Dataset entries
────────

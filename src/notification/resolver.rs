//! Per-channel eligibility: contact presence first, then consent

use super::channel::Channel;
use crate::record::NotificationRecord;

/// Tokens accepted as an explicit opt-in (compared lowercased and trimmed)
pub const CONSENT_TOKENS: [&str; 8] = ["sí", "si", "yes", "true", "1", "1.0", "s", "y"];

/// Normalize a free-form consent cell. Missing or unrecognised values are `false`.
pub fn parse_consent(value: Option<&str>) -> bool {
    value
        .map(|v| v.trim().to_lowercase())
        .is_some_and(|v| CONSENT_TOKENS.contains(&v.as_str()))
}

/// Eligibility of one record on one channel
#[derive(Debug, Clone, PartialEq, Eq)]
pub enum Eligibility {
    /// Contact to deliver to
    Eligible(String),
    /// Contact present, consent missing
    Blocked(String),
    /// No contact data for the channel
    NoContact(String),
}

/// Decide whether `record` may be contacted on `channel`.
///
/// A missing contact wins over a missing consent: a record with neither is
/// reported as `NoContact`.
pub fn resolve(record: &NotificationRecord, channel: Channel) -> Eligibility {
    let (contact, consent) = match channel {
        Channel::Email => (record.email.as_deref(), record.consent_email.as_deref()),
        Channel::Whatsapp => (record.phone.as_deref(), record.consent_whatsapp.as_deref()),
    };

    let contact = contact.map(str::trim).filter(|c| !c.is_empty());
    let Some(contact) = contact else {
        return Eligibility::NoContact(format!("No hay {} disponible", channel.as_str()));
    };

    if !parse_consent(consent) {
        return Eligibility::Blocked(format!("Sin consentimiento de {}", channel.label()));
    }

    Eligibility::Eligible(contact.to_string())
}

#[cfg(test)]
mod tests {
    use super::*;

    fn record(email: Option<&str>, consent: Option<&str>) -> NotificationRecord {
        NotificationRecord {
            email: email.map(String::from),
            consent_email: consent.map(String::from),
            ..Default::default()
        }
    }

    #[test]
    fn test_parse_consent_tokens() {
        for token in ["Sí", "SI", " yes ", "TRUE", "1", "1.0", "s", "Y"] {
            assert!(parse_consent(Some(token)), "{token} should be consent");
        }
        for token in ["no", "0", "false", "", "n", "2", "sii"] {
            assert!(!parse_consent(Some(token)), "{token} should not be consent");
        }
        assert!(!parse_consent(None));
    }

    #[test]
    fn test_no_contact_dominates_blocked() {
        for consent in [Some("sí"), Some("no"), None] {
            for email in [None, Some(""), Some("   ")] {
                assert_eq!(
                    resolve(&record(email, consent), Channel::Email),
                    Eligibility::NoContact("No hay email disponible".to_string())
                );
            }
        }
    }

    #[test]
    fn test_blocked_without_consent() {
        assert_eq!(
            resolve(&record(Some("a@b.com"), Some("no")), Channel::Email),
            Eligibility::Blocked("Sin consentimiento de email".to_string())
        );
        assert_eq!(
            resolve(&record(Some("a@b.com"), None), Channel::Email),
            Eligibility::Blocked("Sin consentimiento de email".to_string())
        );
    }

    #[test]
    fn test_whatsapp_uses_phone_and_its_own_consent() {
        let rec = NotificationRecord {
            phone: Some("3001234567".to_string()),
            consent_whatsapp: Some("no".to_string()),
            consent_email: Some("sí".to_string()),
            ..Default::default()
        };
        assert_eq!(
            resolve(&rec, Channel::Whatsapp),
            Eligibility::Blocked("Sin consentimiento de WhatsApp".to_string())
        );

        let rec = NotificationRecord {
            phone: None,
            ..rec
        };
        assert_eq!(
            resolve(&rec, Channel::Whatsapp),
            Eligibility::NoContact("No hay whatsapp disponible".to_string())
        );
    }

    #[test]
    fn test_eligible_contact_is_trimmed() {
        assert_eq!(
            resolve(&record(Some(" a@b.com "), Some("Sí")), Channel::Email),
            Eligibility::Eligible("a@b.com".to_string())
        );
    }
}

────────

- PROBLEM DETAILS: Please go through the data above and copy each line that has the word "None".

- OUTPUT BELOW:
        assert!(!parse_consent(None));
        for consent in [Some("sí"), Some("no"), None] {
            for email in [None, Some(""), Some("   ")] {
            resolve(&record(Some("a@b.com"), None), Channel::Email),
            phone: None,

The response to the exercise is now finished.